Eris's throat tightened, her breath faltering as the weight of her betrayal settled in. Lucian. His name had once curled in her mouth like poison. 

Her fingernails dug into the fabric of her coat, trembling as the next memory struck—the night she was supposed to leave. The suitcase packed. The stolen glances with her lover. The quiet arrangement to disappear into another life—one where Lucian no longer existed. 

And yet, he had waited for her.

That night, standing beneath the flickering streetlight outside their home, he had waited.

Not with anger. Not with fury. But with prayer.

And she had repaid him with spite. 

"You disgust me."

"I never wanted you."

"I wish I had never married you."

The agony came swiftly. It struck her chest like cold steel, tearing through every fiber of her being, and suddenly—she cried.

Not the restrained sobbing of someone merely grief-stricken. Not the quiet weeping of a soul aching. It was raw, unhinged, ripped from the core of something ancient inside her—the wail of a soul returning to its mortal cage. 

Her cries shattered the stillness of the airport terminal, drawing cautious glances, murmured confusion. But no one knew. No one could possibly know.

That here, in seat B16, sat a woman reborn not into freedom—but into suffering. 

Lucian watched from the crowd, unseen but present. His gaze did not hold anger, nor did it carry judgment. Only sorrow—the kind that had lingered through lifetimes. Lucian ached to go to her.

He wanted to go to her—desperately, foolishly. To be the first face she saw when she raised her head, however he was scared. The Eris he knew, will run nor slap him, rather than comforted.

Thus, he didn't move.

Because the laws of a fearful heart, the brittle script of divine bargains, held him in place like iron chains forged from memory. So he stood there, stone-bound, watching the woman he will die for cry like a child lost in a crowd.

---

By evening, the sobbing had faded to trembling silence.
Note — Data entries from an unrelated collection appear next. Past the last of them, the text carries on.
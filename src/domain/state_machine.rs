use crate::domain::types::{AuthorizationEvent, AuthorizationStage, TransitionError};

pub fn transition(
    current: &AuthorizationStage,
    event: &AuthorizationEvent,
) -> Result<AuthorizationStage, TransitionError> {
    match (current, event) {
        (AuthorizationStage::Unbound, AuthorizationEvent::CredentialBound) => {
            Ok(AuthorizationStage::CredentialCreated)
        }
        (AuthorizationStage::CredentialCreated, AuthorizationEvent::DigestSigned) => {
            Ok(AuthorizationStage::DigestSigned)
        }
        (AuthorizationStage::DigestSigned, AuthorizationEvent::TransactionSubmitted { .. }) => {
            Ok(AuthorizationStage::AuthorizationSubmitted)
        }
        (AuthorizationStage::AuthorizationSubmitted, AuthorizationEvent::ReceiptConfirmed) => {
            Ok(AuthorizationStage::Confirmed)
        }
        (AuthorizationStage::Confirmed, AuthorizationEvent::Failed { .. }) => Err(TransitionError {
            from: *current,
            event: format!("{event:?}"),
            reason: "confirmed authorization cannot fail".to_string(),
        }),
        (_, AuthorizationEvent::Failed { .. }) => Ok(AuthorizationStage::Unbound),
        _ => Err(TransitionError {
            from: *current,
            event: format!("{event:?}"),
            reason: "invalid transition".to_string(),
        }),
    }
}

#[cfg(test)]
mod tests {
    use super::*;
    use alloy_primitives::B256;

    #[test]
    fn happy_path_walks_every_stage_in_order() {
        let mut stage = AuthorizationStage::Unbound;
        for event in [
            AuthorizationEvent::CredentialBound,
            AuthorizationEvent::DigestSigned,
            AuthorizationEvent::TransactionSubmitted {
                tx_hash: B256::repeat_byte(0xaa),
            },
            AuthorizationEvent::ReceiptConfirmed,
        ] {
            stage = transition(&stage, &event).expect("transition should be valid");
        }
        assert_eq!(stage, AuthorizationStage::Confirmed);
    }

    #[test]
    fn stages_cannot_be_skipped() {
        assert!(transition(
            &AuthorizationStage::Unbound,
            &AuthorizationEvent::DigestSigned
        )
        .is_err());
        assert!(transition(
            &AuthorizationStage::CredentialCreated,
            &AuthorizationEvent::TransactionSubmitted {
                tx_hash: B256::ZERO
            }
        )
        .is_err());
        let error = transition(
            &AuthorizationStage::DigestSigned,
            &AuthorizationEvent::ReceiptConfirmed,
        )
        .expect_err("receipt before submission must be rejected");
        assert_eq!(error.from, AuthorizationStage::DigestSigned);
        assert_eq!(error.reason, "invalid transition");
    }

    #[test]
    fn failure_returns_to_unbound_from_any_pending_stage() {
        for stage in [
            AuthorizationStage::Unbound,
            AuthorizationStage::CredentialCreated,
            AuthorizationStage::DigestSigned,
            AuthorizationStage::AuthorizationSubmitted,
        ] {
            let next = transition(
                &stage,
                &AuthorizationEvent::Failed {
                    reason: "boom".to_string(),
                },
            )
            .expect("failure should always be accepted before confirmation");
            assert_eq!(next, AuthorizationStage::Unbound);
        }
    }

    #[test]
    fn confirmed_is_terminal() {
        assert!(transition(
            &AuthorizationStage::Confirmed,
            &AuthorizationEvent::Failed {
                reason: "late".to_string()
            }
        )
        .is_err());
        assert!(transition(
            &AuthorizationStage::Confirmed,
            &AuthorizationEvent::CredentialBound
        )
        .is_err());
    }
}
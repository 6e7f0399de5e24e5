use std::future::Future;
use std::task::{Context, Poll, RawWaker, RawWakerVTable, Waker};

/// Drives a future to completion on the current thread by polling it in a
/// spin loop. Capability fakes in tests never return `Pending` for long.
pub(crate) fn block_on_with_spin<F: Future>(future: F) -> F::Output {
    unsafe fn clone(_ptr: *const ()) -> RawWaker {
        dummy_raw_waker()
    }
    unsafe fn wake(_ptr: *const ()) {}
    unsafe fn wake_by_ref(_ptr: *const ()) {}
    unsafe fn drop(_ptr: *const ()) {}

    fn dummy_raw_waker() -> RawWaker {
        static VTABLE: RawWakerVTable = RawWakerVTable::new(clone, wake, wake_by_ref, drop);
        RawWaker::new(std::ptr::null(), &VTABLE)
    }

    let waker = unsafe { Waker::from_raw(dummy_raw_waker()) };
    let mut context = Context::from_waker(&waker);
    let mut future = Box::pin(future);

    for _ in 0..10_000 {
        match future.as_mut().poll(&mut context) {
            Poll::Ready(output) => return output,
            Poll::Pending => std::hint::spin_loop(),
        }
    }

    panic!("future did not complete in test polling loop");
}
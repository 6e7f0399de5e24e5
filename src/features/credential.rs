//! Credential binding.
//!
//! The account address is stored as the credential's user handle at creation
//! time, so the authenticator itself remembers which EOA a credential belongs
//! to and no external index is needed to recover it.
use crate::domain::types::{CredentialKey, PublicKey};
use crate::error::{ControllerError, ControllerResult};
use crate::features::authenticator::{
    Authenticator, CredentialAssertion, CredentialRequest, RawAssertion, SignRequest,
};
use crate::features::cancellation::CancellationToken;
use alloy_primitives::{Address, U256};
use p256::elliptic_curve::sec1::ToEncodedPoint;
use p256::pkcs8::DecodePublicKey;

const ADDRESS_LEN: usize = 20;
const COMPACT_SIGNATURE_LEN: usize = 64;

#[derive(Clone, Debug, PartialEq, Eq)]
pub struct LoadedCredential {
    pub id: String,
    pub assertion: RawAssertion,
}

pub async fn create_credential(
    authenticator: &dyn Authenticator,
    address: Address,
    label: &str,
    cancel: &CancellationToken,
) -> ControllerResult<CredentialKey> {
    cancel
        .ensure_active("credential creation")
        .map_err(ControllerError::CredentialCreationFailed)?;
    let request = CredentialRequest {
        label: label.to_string(),
        user_handle: address.to_vec(),
        challenge: Vec::new(),
    };
    let raw = authenticator
        .create_credential(&request)
        .await
        .map_err(ControllerError::CredentialCreationFailed)?;
    cancel
        .ensure_active("credential binding")
        .map_err(ControllerError::CredentialCreationFailed)?;

    if raw.id.trim().is_empty() {
        return Err(ControllerError::CredentialCreationFailed(
            "authenticator returned an empty credential id".to_string(),
        ));
    }
    let public_key =
        parse_public_key(&raw.public_key).map_err(ControllerError::CredentialCreationFailed)?;
    Ok(CredentialKey {
        id: raw.id,
        public_key,
    })
}

pub async fn load_credential(
    authenticator: &dyn Authenticator,
    cancel: &CancellationToken,
) -> ControllerResult<LoadedCredential> {
    cancel
        .ensure_active("credential lookup")
        .map_err(ControllerError::CredentialNotFound)?;
    let assertion = authenticator
        .sign(&SignRequest {
            challenge: Vec::new(),
            credential_id: None,
        })
        .await
        .map_err(ControllerError::CredentialNotFound)?;
    cancel
        .ensure_active("credential lookup completion")
        .map_err(ControllerError::CredentialNotFound)?;

    if assertion.credential_id.trim().is_empty() {
        return Err(ControllerError::CredentialNotFound(
            "authenticator returned an empty credential id".to_string(),
        ));
    }
    Ok(LoadedCredential {
        id: assertion.credential_id,
        assertion: assertion.raw,
    })
}

pub fn extract_address_from_assertion(assertion: &RawAssertion) -> ControllerResult<Address> {
    let handle = assertion.user_handle.as_deref().ok_or_else(|| {
        ControllerError::MalformedAssertion("assertion has no user handle".to_string())
    })?;
    if handle.len() != ADDRESS_LEN {
        return Err(ControllerError::MalformedAssertion(format!(
            "user handle must be {ADDRESS_LEN} bytes, got {}",
            handle.len()
        )));
    }
    Ok(Address::from_slice(handle))
}

/// Request a credential signature over `digest`.
pub async fn sign_with_credential(
    authenticator: &dyn Authenticator,
    credential_id: &str,
    digest: &[u8],
    cancel: &CancellationToken,
) -> Result<CredentialAssertion, String> {
    cancel.ensure_active("credential signature")?;
    let assertion = authenticator
        .sign(&SignRequest {
            challenge: digest.to_vec(),
            credential_id: Some(credential_id.to_string()),
        })
        .await?;
    if cancel.is_cancelled() {
        return Err("cancelled while awaiting credential signature".to_string());
    }
    if assertion.credential_id != credential_id {
        return Err(format!(
            "authenticator answered with credential {} instead of {credential_id}",
            assertion.credential_id
        ));
    }
    Ok(assertion)
}

/// Accepts a SEC1 point (compressed or uncompressed) or a DER
/// SubjectPublicKeyInfo and returns its affine coordinates.
pub fn parse_public_key(raw: &[u8]) -> Result<PublicKey, String> {
    let key = match p256::PublicKey::from_sec1_bytes(raw) {
        Ok(key) => key,
        Err(_) => p256::PublicKey::from_public_key_der(raw).map_err(|error| {
            format!(
                "public key is neither a SEC1 point nor SPKI DER ({} bytes): {error}",
                raw.len()
            )
        })?,
    };
    let point = key.to_encoded_point(false);
    let x = point
        .x()
        .ok_or_else(|| "public key point has no x coordinate".to_string())?;
    let y = point
        .y()
        .ok_or_else(|| "public key point has no y coordinate".to_string())?;
    Ok(PublicKey {
        x: U256::from_be_slice(x),
        y: U256::from_be_slice(y),
    })
}

/// Split a credential signature into `(r, s)`.
///
/// 64 raw bytes are read as `r ‖ s`, both big-endian. DER-encoded ECDSA
/// signatures are normalized to the same form first.
pub fn parse_credential_signature(raw: &[u8]) -> Result<(U256, U256), String> {
    if raw.len() == COMPACT_SIGNATURE_LEN {
        return Ok((
            U256::from_be_slice(&raw[..32]),
            U256::from_be_slice(&raw[32..]),
        ));
    }

    let signature = p256::ecdsa::Signature::from_der(raw).map_err(|error| {
        format!(
            "signature must be 64 bytes (r||s) or DER encoded, got {} bytes: {error}",
            raw.len()
        )
    })?;
    let compact = signature.to_bytes();
    Ok((
        U256::from_be_slice(&compact[..32]),
        U256::from_be_slice(&compact[32..]),
    ))
}

#[cfg(test)]
mod tests {
    use super::*;
    use crate::features::authenticator::{RawCredential, SoftwareAuthenticator};
    use crate::test_support::block_on_with_spin;
    use async_trait::async_trait;
    use p256::ecdsa::SigningKey;
    use p256::pkcs8::EncodePublicKey;
    use std::cell::Cell;

    struct RefusingAuthenticator {
        calls: Cell<u32>,
    }

    #[async_trait(?Send)]
    impl Authenticator for RefusingAuthenticator {
        async fn create_credential(
            &self,
            _request: &CredentialRequest,
        ) -> Result<RawCredential, String> {
            self.calls.set(self.calls.get() + 1);
            Err("NotAllowedError: The operation either timed out or was not allowed".to_string())
        }

        async fn sign(&self, _request: &SignRequest) -> Result<CredentialAssertion, String> {
            self.calls.set(self.calls.get() + 1);
            Err("NotAllowedError: no matching credential".to_string())
        }
    }

    struct FixedKeyAuthenticator {
        public_key: Vec<u8>,
    }

    #[async_trait(?Send)]
    impl Authenticator for FixedKeyAuthenticator {
        async fn create_credential(
            &self,
            _request: &CredentialRequest,
        ) -> Result<RawCredential, String> {
            Ok(RawCredential {
                id: "fixed".to_string(),
                public_key: self.public_key.clone(),
            })
        }

        async fn sign(&self, _request: &SignRequest) -> Result<CredentialAssertion, String> {
            Err("unused".to_string())
        }
    }

    fn refusing() -> RefusingAuthenticator {
        RefusingAuthenticator {
            calls: Cell::new(0),
        }
    }

    #[test]
    fn create_credential_binds_address_as_user_handle() {
        let authenticator = SoftwareAuthenticator::new();
        let address = Address::repeat_byte(0x3c);
        let key = block_on_with_spin(create_credential(
            &authenticator,
            address,
            "Delegated Account",
            &CancellationToken::new(),
        ))
        .expect("credential should be created");
        assert!(!key.public_key.is_zero());

        let loaded = block_on_with_spin(load_credential(&authenticator, &CancellationToken::new()))
            .expect("credential should load");
        assert_eq!(loaded.id, key.id);
        assert_eq!(
            extract_address_from_assertion(&loaded.assertion).expect("address"),
            address
        );
    }

    #[test]
    fn refusal_surfaces_reason_verbatim() {
        let authenticator = refusing();
        let error = block_on_with_spin(create_credential(
            &authenticator,
            Address::ZERO,
            "label",
            &CancellationToken::new(),
        ))
        .expect_err("refusal must fail");
        assert_eq!(
            error,
            ControllerError::CredentialCreationFailed(
                "NotAllowedError: The operation either timed out or was not allowed".to_string()
            )
        );

        let error = block_on_with_spin(load_credential(&authenticator, &CancellationToken::new()))
            .expect_err("lookup must fail");
        assert!(matches!(error, ControllerError::CredentialNotFound(reason) if reason.contains("no matching credential")));
    }

    #[test]
    fn cancelled_token_prevents_authenticator_prompt() {
        let authenticator = refusing();
        let cancel = CancellationToken::new();
        cancel.cancel();
        let error = block_on_with_spin(create_credential(
            &authenticator,
            Address::ZERO,
            "label",
            &cancel,
        ))
        .expect_err("cancelled operation must fail");
        assert_eq!(
            error,
            ControllerError::CredentialCreationFailed(
                "cancelled before credential creation".to_string()
            )
        );

        let error = block_on_with_spin(load_credential(&authenticator, &cancel))
            .expect_err("cancelled lookup must fail");
        assert!(matches!(error, ControllerError::CredentialNotFound(_)));
        assert_eq!(authenticator.calls.get(), 0);
    }

    #[test]
    fn unusable_public_key_fails_creation() {
        let authenticator = FixedKeyAuthenticator {
            public_key: vec![0x04; 12],
        };
        let error = block_on_with_spin(create_credential(
            &authenticator,
            Address::ZERO,
            "label",
            &CancellationToken::new(),
        ))
        .expect_err("garbage key must be rejected");
        assert!(matches!(error, ControllerError::CredentialCreationFailed(_)));
    }

    #[test]
    fn public_key_parses_sec1_and_spki_forms_identically() {
        let key = SigningKey::random(&mut rand_core::OsRng);
        let verifying = key.verifying_key();
        let uncompressed = verifying.to_encoded_point(false);
        let compressed = verifying.to_encoded_point(true);
        let spki = verifying
            .to_public_key_der()
            .expect("spki encoding")
            .as_bytes()
            .to_vec();

        let from_uncompressed = parse_public_key(uncompressed.as_bytes()).expect("sec1");
        let from_compressed = parse_public_key(compressed.as_bytes()).expect("compressed");
        let from_spki = parse_public_key(&spki).expect("spki");
        assert_eq!(from_uncompressed, from_compressed);
        assert_eq!(from_uncompressed, from_spki);
        assert_eq!(
            from_uncompressed.x,
            U256::from_be_slice(&uncompressed.as_bytes()[1..33])
        );
    }

    #[test]
    fn user_handle_must_be_an_address() {
        let missing = RawAssertion::default();
        assert!(matches!(
            extract_address_from_assertion(&missing),
            Err(ControllerError::MalformedAssertion(_))
        ));

        let short = RawAssertion {
            user_handle: Some(vec![0x01; 19]),
            ..RawAssertion::default()
        };
        assert!(matches!(
            extract_address_from_assertion(&short),
            Err(ControllerError::MalformedAssertion(_))
        ));

        let long = RawAssertion {
            user_handle: Some(vec![0x01; 32]),
            ..RawAssertion::default()
        };
        assert!(extract_address_from_assertion(&long).is_err());
    }

    #[test]
    fn compact_signature_splits_into_big_endian_halves() {
        let mut raw = [0u8; 64];
        raw[31] = 0x01;
        raw[63] = 0x02;
        let (r, s) = parse_credential_signature(&raw).expect("64 bytes parse");
        assert_eq!(r, U256::from(1u64));
        assert_eq!(s, U256::from(2u64));

        let filled = [[0x01u8; 32], [0x02u8; 32]].concat();
        let (r, s) = parse_credential_signature(&filled).expect("64 bytes parse");
        assert_eq!(r, U256::from_be_slice(&[0x01; 32]));
        assert_eq!(s, U256::from_be_slice(&[0x02; 32]));
    }

    #[test]
    fn der_signature_normalizes_to_compact_halves() {
        let mut compact = [0u8; 64];
        compact[31] = 0x07;
        compact[63] = 0x09;
        let signature = p256::ecdsa::Signature::from_slice(&compact).expect("valid scalars");
        let der = signature.to_der();
        let (r, s) = parse_credential_signature(der.as_bytes()).expect("der parses");
        assert_eq!(r, U256::from(7u64));
        assert_eq!(s, U256::from(9u64));

        assert!(parse_credential_signature(&[0u8; 63]).is_err());
    }
}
Her body felt hollow, as if something within her had torn free, leaving nothing but the remnants of regret. 

Home. 'She wanted to go home.'

But where was home?

It's the house she once fled. It's the arms she had abandoned. It's the love she had condemned. 

Her fingers curled around the handle of her suitcase. She pulled, dragging the weight behind her, stepping into the neon-lit corridors of the terminal. 

Lucian followed, always in the distance, never near enough to touch. 

The cold glass doors parted, revealing a city washed in rain—skyscrapers lined with golden lights, taxi cabs drifting through the slick streets, the scent of damp earth and gasoline curling into the midnight air. 

Eris hesitated at the threshold. 

Something inside her ached. 

Guilt. 

She stared at the city, at the reflections rippling across the wet pavement, at the sheer enormity of what stood before her. 

What will she do now? 

 

Where should she begin—atonement or love? Redemption or ruin?

Her hands clenched at the straps of her suitcase. Her breath hitched. 

And then, without knowing where she was going—while understanding what lay ahead—she rode.